Cette année encore, les Réunionnais ont augmenté leur taux de réussite au Bac, et les jeunes d’une même classe d’âge sont de plus en plus nombreux à obtenir ce diplôme. Mais au terme de leurs études, ils sont confrontés à un fléau de masse : plus d’un jeune Réunionnais sur deux est au chômage.
Favoriser le recours aux heures supplémentaires, comme le souhaite le projet du gouvernement, ne va pas dans le sens de la création d’emplois directs. Or, les jeunes, diplômés ou pas, sont chaque année des milliers à être sur le bord du chemin.

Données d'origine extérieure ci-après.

//! Top-level MCP router: routes by method, delegates to tools and prompts.

use serde_json::{json, Value};

use crate::mcp::prompts;
use crate::tools::ToolRegistry;
use crate::types::{Error, Result, ServerConfig};

/// Routes MCP methods to their handlers.
#[derive(Debug)]
pub struct McpRouter {
    config: ServerConfig,
    tools: ToolRegistry,
}

impl McpRouter {
    pub fn new(config: ServerConfig, tools: ToolRegistry) -> Self {
        Self { config, tools }
    }

    pub fn config(&self) -> &ServerConfig {
        &self.config
    }

    /// Handle a request and produce its `result`.
    pub async fn route_request(&self, method: &str, params: Value) -> Result<Value> {
        match method {
            "initialize" => Ok(self.initialize(&params)),
            "ping" => Ok(json!({})),
            "tools/list" => Ok(self.list_tools()),
            "tools/call" => self.call_tool(params).await,
            "prompts/list" => Ok(prompts::list_prompts()),
            "prompts/get" => {
                let name = str_field(&params, "name")?;
                let arguments = params.get("arguments").cloned().unwrap_or(Value::Null);
                prompts::get_prompt(&name, &arguments)
            }
            _ => Err(Error::not_found(format!("Method not found: {}", method))),
        }
    }

    /// Handle a notification. Notifications never produce a response.
    pub fn route_notification(&self, method: &str) {
        match method {
            "notifications/initialized" => tracing::info!("MCP client initialized"),
            "notifications/cancelled" => {
                tracing::debug!("Cancellation notice ignored: requests run to completion")
            }
            other => tracing::debug!("Ignoring notification: {}", other),
        }
    }

    fn initialize(&self, params: &Value) -> Value {
        if let Some(client) = params.get("clientInfo") {
            tracing::info!(
                client = %client,
                requested_version = ?params.get("protocolVersion").and_then(|v| v.as_str()),
                "MCP initialize"
            );
        }
        json!({
            "protocolVersion": self.config.protocol_version,
            "capabilities": {
                "tools": {"listChanged": false},
                "prompts": {"listChanged": false},
            },
            "serverInfo": {
                "name": self.config.name,
                "version": env!("CARGO_PKG_VERSION"),
            },
        })
    }

    fn list_tools(&self) -> Value {
        let tools: Vec<Value> = self
            .tools
            .catalog()
            .list_entries()
            .iter()
            .filter_map(|entry| serde_json::to_value(*entry).ok())
            .collect();
        json!({ "tools": tools })
    }

    async fn call_tool(&self, params: Value) -> Result<Value> {
        let name = str_field(&params, "name")?;
        let arguments = params.get("arguments").cloned().unwrap_or(Value::Null);

        let output = self.tools.call(&name, arguments).await;

        Ok(json!({
            "content": [{"type": "text", "text": output.text}],
            "isError": output.is_error,
        }))
    }
}

// =============================================================================
// Shared helpers
// =============================================================================

pub fn str_field(body: &Value, key: &str) -> Result<String> {
    body.get(key)
        .and_then(|v| v.as_str())
        .map(|s| s.to_string())
        .ok_or_else(|| Error::validation(format!("Missing required field: {}", key)))
}
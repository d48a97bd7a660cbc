//! Tool infrastructure: catalog, envelopes, meal plan tools, dispatch.
//!
//! Tools take typed arguments, call the Mealie fetcher and always answer
//! with text: the backend JSON on success, the error envelope otherwise.

pub mod catalog;
pub mod envelope;
pub mod mealplan;
pub mod registry;

pub use catalog::{ToolCatalog, ToolEntry};
pub use envelope::format_error_response;
pub use mealplan::{MealPlanTools, BULK_SUCCESS_MESSAGE};
pub use registry::{ToolOutput, ToolRegistry};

Plus de la moitié déjà au bord du chemin

Autre différence : le pouvoir d’achat. Conséquence du chômage, la précarité est massive à La Réunion. Lors de la dernière séance plénière du CESR, Georges-Marie Lépinay avait expliqué que sur une population active d’environ 300.000 personnes, entre 180.000 et 200.000 ont un emploi à un instant donné, qui correspondent en réalité à 120.000/130.000 équivalent temps plein. Soit 120.000 personnes qui ont un salaire supérieur ou égal au SMIC. Autrement dit, près des deux tiers de la population active réunionnaise sont soit privés de travail, soit obligés d’accepter un emploi à temps partiel. Or, temps partiel signifie souvent SMIC partiel.
Une autre donnée entre en ligne de compte : le taux de couverture de la CMU. Cela concerne près d’un Réunionnais sur deux, ce qui veut dire que près d’un Réunionnais sur deux est, au regard des critères nationaux, sous le seuil de pauvreté.

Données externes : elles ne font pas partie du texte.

//! Application error types.
//!
//! All errors use `thiserror` for automatic Error trait derivation and provide
//! clear error messages with context.

use thiserror::Error;

use crate::mcp::protocol::{INTERNAL_ERROR, INVALID_PARAMS, METHOD_NOT_FOUND, PARSE_ERROR};

/// Application result type.
pub type Result<T> = std::result::Result<T, Error>;

/// Main error enum for the Mealie MCP server.
#[derive(Error, Debug)]
pub enum Error {
    /// Validation errors (map to JSON-RPC INVALID_PARAMS).
    #[error("validation error: {0}")]
    Validation(String),

    /// Resource not found (map to JSON-RPC METHOD_NOT_FOUND).
    #[error("not found: {0}")]
    NotFound(String),

    /// Mealie answered with a non-success status.
    #[error("API error for {method} {path}: {detail} (Status Code: {status})")]
    Api {
        status: u16,
        method: String,
        path: String,
        detail: String,
    },

    /// Request did not complete within the configured timeout.
    #[error("request timeout for {0}")]
    Timeout(String),

    /// Mealie could not be reached.
    #[error("connection error for {0}")]
    Connection(String),

    /// Other HTTP client errors.
    #[error("http error: {0}")]
    Http(#[from] reqwest::Error),

    /// Serialization/deserialization errors.
    #[error("serialization error: {0}")]
    Serialization(#[from] serde_json::Error),

    /// I/O errors.
    #[error("io error: {0}")]
    Io(#[from] std::io::Error),

    /// Internal errors (map to JSON-RPC INTERNAL_ERROR).
    #[error("internal error: {0}")]
    Internal(String),
}

impl Error {
    /// Convert to a JSON-RPC error code.
    pub fn to_jsonrpc_code(&self) -> i32 {
        match self {
            Error::Validation(_) => INVALID_PARAMS,
            Error::NotFound(_) => METHOD_NOT_FOUND,
            Error::Serialization(_) => PARSE_ERROR,
            Error::Api { .. }
            | Error::Timeout(_)
            | Error::Connection(_)
            | Error::Http(_)
            | Error::Io(_)
            | Error::Internal(_) => INTERNAL_ERROR,
        }
    }

    /// Render the error and every `source()` below it, outermost first.
    pub fn chain(&self) -> Vec<String> {
        let mut chain = vec![self.to_string()];
        let mut source = std::error::Error::source(self);
        while let Some(err) = source {
            chain.push(err.to_string());
            source = err.source();
        }
        chain
    }
}

// Convenience constructors
impl Error {
    pub fn validation(msg: impl Into<String>) -> Self {
        Self::Validation(msg.into())
    }

    pub fn not_found(msg: impl Into<String>) -> Self {
        Self::NotFound(msg.into())
    }

    pub fn timeout(msg: impl Into<String>) -> Self {
        Self::Timeout(msg.into())
    }

    pub fn connection(msg: impl Into<String>) -> Self {
        Self::Connection(msg.into())
    }

    pub fn internal(msg: impl Into<String>) -> Self {
        Self::Internal(msg.into())
    }
}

Ces Réunionnais sont touchés de plein fouet par la vie chère qui grignote le pouvoir d’achat. Contre ce fléau, la mobilisation des organisations syndicales, politiques, et du Collectif d’associations a permis d’obtenir l’application de l’Observatoire des Prix et des Revenus à La Réunion. Mais dans l’attente des premiers résultats de cet outil, les plus bas revenus sont insuffisants pour faire face au quotidien.

Quel bénéfice pour La Réunion ?)

Pour les défenseurs de ce texte, donner plus à ceux qui ont déjà un travail, cela peut éventuellement relancer la machine de la croissance en France. Une analyse qui est contestée de toute part en France. Mais à La Réunion, où le taux de croissance est nettement supérieur, quelques décimales de plus ne suffiront pas à créer les dizaines de milliers d’emplois nécessaires, et à sortir de la pauvreté les travailleurs en contrat précaire.

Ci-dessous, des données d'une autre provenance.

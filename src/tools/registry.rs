//! Tool registry: names, argument types and dispatch for `tools/call`.

use chrono::NaiveDate;
use schemars::JsonSchema;
use serde::de::DeserializeOwned;
use serde::Deserialize;
use serde_json::Value;
use std::sync::Arc;

use crate::mealie::MealPlanFetcher;
use crate::models::{MealPlanEntry, MealPlanQuery, RulesQuery};
use crate::tools::catalog::{ToolCatalog, ToolEntry};
use crate::tools::envelope;
use crate::tools::mealplan::MealPlanTools;
use crate::types::{Error, Result};

pub const GET_ALL_MEALPLANS: &str = "get_all_mealplans";
pub const CREATE_MEALPLAN: &str = "create_mealplan";
pub const CREATE_MEALPLAN_BULK: &str = "create_mealplan_bulk";
pub const UPDATE_MEALPLAN: &str = "update_mealplan";
pub const GET_TODAYS_MEALPLAN: &str = "get_todays_mealplan";
pub const GET_MEALPLAN: &str = "get_mealplan";
pub const CREATE_RANDOM_MEALPLAN: &str = "create_random_mealplan";
pub const GET_MEALPLAN_RULES: &str = "get_mealplan_rules";

// =============================================================================
// Argument types
// =============================================================================

#[derive(Debug, Deserialize, JsonSchema)]
pub struct CreateMealplanArgs {
    /// Meal plan entry containing date, recipe_id, title and entry_type.
    pub entry: MealPlanEntry,
}

#[derive(Debug, Deserialize, JsonSchema)]
pub struct CreateMealplanBulkArgs {
    /// Meal plan entries, created in the given order.
    pub entries: Vec<MealPlanEntry>,
}

#[derive(Debug, Deserialize, JsonSchema)]
pub struct UpdateMealplanArgs {
    /// Id of the meal plan entry to update.
    pub mealplan_id: i64,

    /// New contents of the entry.
    pub entry: MealPlanEntry,
}

#[derive(Debug, Deserialize, JsonSchema)]
pub struct GetMealplanArgs {
    /// Id of the meal plan entry.
    pub mealplan_id: i64,
}

#[derive(Debug, Deserialize, JsonSchema)]
pub struct CreateRandomMealplanArgs {
    /// Day to plan (YYYY-MM-DD). Defaults to today.
    #[serde(default)]
    pub date: Option<NaiveDate>,

    /// Meal slot: breakfast, lunch, dinner or side.
    #[serde(default)]
    pub entry_type: Option<String>,
}

#[derive(Debug, Deserialize, JsonSchema)]
pub struct NoArguments {}

// =============================================================================
// Tool output
// =============================================================================

/// Text produced by a tool call and whether it is the error envelope.
#[derive(Debug, Clone, PartialEq, Eq)]
pub struct ToolOutput {
    pub text: String,
    pub is_error: bool,
}

impl ToolOutput {
    fn from_text(text: String) -> Self {
        let is_error = envelope::is_error_response(&text);
        Self { text, is_error }
    }
}

// =============================================================================
// Registry
// =============================================================================

/// Catalog plus the implementations behind it.
#[derive(Debug)]
pub struct ToolRegistry {
    catalog: ToolCatalog,
    mealplans: MealPlanTools,
}

impl ToolRegistry {
    pub fn new(fetcher: Arc<dyn MealPlanFetcher>) -> Result<Self> {
        let mut catalog = ToolCatalog::new();
        catalog.register(ToolEntry::for_args::<MealPlanQuery>(
            GET_ALL_MEALPLANS,
            "Get all meal plans for the current household with pagination. \
             Returns JSON containing mealplan items and pagination information.",
        )?)?;
        catalog.register(ToolEntry::for_args::<CreateMealplanArgs>(
            CREATE_MEALPLAN,
            "Create a new meal plan entry. Returns JSON containing the created mealplan entry.",
        )?)?;
        catalog.register(ToolEntry::for_args::<CreateMealplanBulkArgs>(
            CREATE_MEALPLAN_BULK,
            "Create multiple meal plan entries in bulk, one after another. \
             Stops at the first failure; entries created before it are kept.",
        )?)?;
        catalog.register(ToolEntry::for_args::<UpdateMealplanArgs>(
            UPDATE_MEALPLAN,
            "Update an existing meal plan entry by its id. \
             Returns JSON containing the updated mealplan entry.",
        )?)?;
        catalog.register(ToolEntry::for_args::<NoArguments>(
            GET_TODAYS_MEALPLAN,
            "Get the mealplan entries for today.",
        )?)?;
        catalog.register(ToolEntry::for_args::<GetMealplanArgs>(
            GET_MEALPLAN,
            "Get a specific meal plan entry by its id.",
        )?)?;
        catalog.register(ToolEntry::for_args::<CreateRandomMealplanArgs>(
            CREATE_RANDOM_MEALPLAN,
            "Create a meal plan entry with a random recipe chosen by the household's \
             meal plan rules.",
        )?)?;
        catalog.register(ToolEntry::for_args::<RulesQuery>(
            GET_MEALPLAN_RULES,
            "Get the household's meal plan rules with pagination.",
        )?)?;

        Ok(Self {
            catalog,
            mealplans: MealPlanTools::new(fetcher),
        })
    }

    pub fn catalog(&self) -> &ToolCatalog {
        &self.catalog
    }

    /// Run a tool. Unknown names and invalid arguments come back as error
    /// envelopes, like any other tool failure.
    pub async fn call(&self, name: &str, arguments: Value) -> ToolOutput {
        let arguments = if arguments.is_null() {
            Value::Object(serde_json::Map::new())
        } else {
            arguments
        };

        if !self.catalog.has_tool(name) {
            let err = Error::not_found(format!("Unknown tool: {}", name));
            return ToolOutput::from_text(envelope::failure(
                &format!("calling tool {}", name),
                &err,
            ));
        }

        let text = match self.catalog.validate_arguments(name, &arguments) {
            Err(err) => envelope::failure(&format!("calling tool {}", name), &err),
            Ok(errors) if !errors.is_empty() => envelope::failure(
                &format!("validating arguments for {}", name),
                &Error::validation(errors.join("; ")),
            ),
            Ok(_) => match self.dispatch(name, arguments).await {
                Ok(text) => text,
                Err(err) => {
                    envelope::failure(&format!("validating arguments for {}", name), &err)
                }
            },
        };

        ToolOutput::from_text(text)
    }

    async fn dispatch(&self, name: &str, arguments: Value) -> Result<String> {
        let tools = &self.mealplans;
        let text = match name {
            GET_ALL_MEALPLANS => tools.list_mealplans(&parse::<MealPlanQuery>(arguments)?).await,
            CREATE_MEALPLAN => {
                let args = parse::<CreateMealplanArgs>(arguments)?;
                tools.create_entry(&args.entry).await
            }
            CREATE_MEALPLAN_BULK => {
                let args = parse::<CreateMealplanBulkArgs>(arguments)?;
                tools.create_entries_bulk(&args.entries).await
            }
            UPDATE_MEALPLAN => {
                let args = parse::<UpdateMealplanArgs>(arguments)?;
                tools.update_entry(args.mealplan_id, &args.entry).await
            }
            GET_TODAYS_MEALPLAN => tools.get_today().await,
            GET_MEALPLAN => {
                let args = parse::<GetMealplanArgs>(arguments)?;
                tools.get_mealplan(args.mealplan_id).await
            }
            CREATE_RANDOM_MEALPLAN => {
                let args = parse::<CreateRandomMealplanArgs>(arguments)?;
                tools.create_random_mealplan(args.date, args.entry_type).await
            }
            GET_MEALPLAN_RULES => tools.list_mealplan_rules(&parse::<RulesQuery>(arguments)?).await,
            _ => return Err(Error::not_found(format!("Unknown tool: {}", name))),
        };
        Ok(text)
    }
}

fn parse<T: DeserializeOwned>(arguments: Value) -> Result<T> {
    serde_json::from_value(arguments).map_err(|e| Error::validation(e.to_string()))
}

#[cfg(test)]
mod tests {
    use super::*;
    use crate::mealie::MockMealPlanFetcher;
    use serde_json::json;

    fn registry(mock: MockMealPlanFetcher) -> ToolRegistry {
        ToolRegistry::new(Arc::new(mock)).unwrap()
    }

    #[test]
    fn test_all_tools_registered() {
        let registry = registry(MockMealPlanFetcher::new());
        let names: Vec<&str> = registry
            .catalog()
            .list_entries()
            .iter()
            .map(|e| e.name.as_str())
            .collect();
        assert_eq!(
            names,
            vec![
                CREATE_MEALPLAN,
                CREATE_MEALPLAN_BULK,
                CREATE_RANDOM_MEALPLAN,
                GET_ALL_MEALPLANS,
                GET_MEALPLAN,
                GET_MEALPLAN_RULES,
                GET_TODAYS_MEALPLAN,
                UPDATE_MEALPLAN,
            ]
        );
        for entry in registry.catalog().list_entries() {
            assert_eq!(entry.input_schema["type"], json!("object"), "{}", entry.name);
        }
    }

    #[tokio::test]
    async fn test_call_create_mealplan() {
        let mut mock = MockMealPlanFetcher::new();
        mock.expect_create_mealplan()
            .withf(|args| args.recipe_id.as_deref() == Some("r1"))
            .times(1)
            .returning(|_| Ok(json!({"id": 5})));

        let output = registry(mock)
            .call(
                CREATE_MEALPLAN,
                json!({"entry": {"date": "2024-03-01", "recipe_id": "r1", "entry_type": "dinner"}}),
            )
            .await;

        assert!(!output.is_error);
        assert_eq!(serde_json::from_str::<Value>(&output.text).unwrap(), json!({"id": 5}));
    }

    #[tokio::test]
    async fn test_call_get_todays_mealplan_with_null_arguments() {
        let mut mock = MockMealPlanFetcher::new();
        mock.expect_todays_mealplan()
            .times(1)
            .returning(|| Ok(json!([])));

        let output = registry(mock).call(GET_TODAYS_MEALPLAN, Value::Null).await;
        assert!(!output.is_error);
        assert_eq!(output.text, "[]");
    }

    #[tokio::test]
    async fn test_call_unknown_tool_is_error_envelope() {
        let output = registry(MockMealPlanFetcher::new())
            .call("delete_everything", json!({}))
            .await;
        assert!(output.is_error);
        let value: Value = serde_json::from_str(&output.text).unwrap();
        assert_eq!(
            value["error"],
            json!("Error calling tool delete_everything: not found: Unknown tool: delete_everything")
        );
    }

    #[tokio::test]
    async fn test_call_invalid_arguments_never_reach_backend() {
        let mut mock = MockMealPlanFetcher::new();
        mock.expect_create_mealplan().times(0);
        mock.expect_list_mealplans().times(0);
        let registry = registry(mock);

        let output = registry.call(CREATE_MEALPLAN, json!({"entry": {"title": "x"}})).await;
        assert!(output.is_error);
        assert!(output.text.contains("Error validating arguments for create_mealplan"));

        let output = registry.call(GET_ALL_MEALPLANS, json!({"page": -1})).await;
        assert!(output.is_error);

        let output = registry
            .call(CREATE_MEALPLAN_BULK, json!({"entries": [{"date": "2024-13-45"}]}))
            .await;
        assert!(output.is_error);
    }

    #[tokio::test]
    async fn test_call_update_mealplan() {
        let mut mock = MockMealPlanFetcher::new();
        mock.expect_update_mealplan()
            .withf(|id, args| *id == 12 && args.recipe_id.as_deref() == Some("r2"))
            .times(1)
            .returning(|id, _| Ok(json!({"id": id})));

        let output = registry(mock)
            .call(
                UPDATE_MEALPLAN,
                json!({"mealplan_id": 12, "entry": {"date": "2024-03-04", "recipe_id": "r2"}}),
            )
            .await;
        assert!(!output.is_error);
        assert_eq!(output.text, r#"{"id":12}"#);
    }

    #[tokio::test]
    async fn test_call_backend_failure_flags_error() {
        let mut mock = MockMealPlanFetcher::new();
        mock.expect_get_mealplan()
            .returning(|_| Err(Error::internal("gone")));

        let output = registry(mock)
            .call(GET_MEALPLAN, json!({"mealplan_id": 3}))
            .await;
        assert!(output.is_error);
        assert!(output.text.contains("Error fetching mealplan: internal error: gone"));
    }
}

À La Réunion, des perspectives d’emploi existent dans le BTP et l’hôtellerie. Les grands chantiers inscrits dans le Socle du développement signé par le chef de l’État et le principal parti d’opposition peuvent créer des dizaines de milliers d’emplois. Favoriser l’utilisation du recours aux heures supplémentaires pour compenser des salaires insuffisants, n’est-ce pas prendre le risque de limiter l’impact positif de ces investissements ? C’est un danger potentiel d’une application mécanique ici du texte discuté en France.
La concrétisation du mot d’ordre « travailler plus pour gagner plus » révèle toute la différence entre le contexte de la France et celui de La Réunion. Car, dans notre île, la priorité c’est d’abord de travailler tout en ayant un salaire suffisant pour être à l’abri de la pauvreté. Ce qui est loin d’être un acquis pour la majorité des travailleurs réunionnais.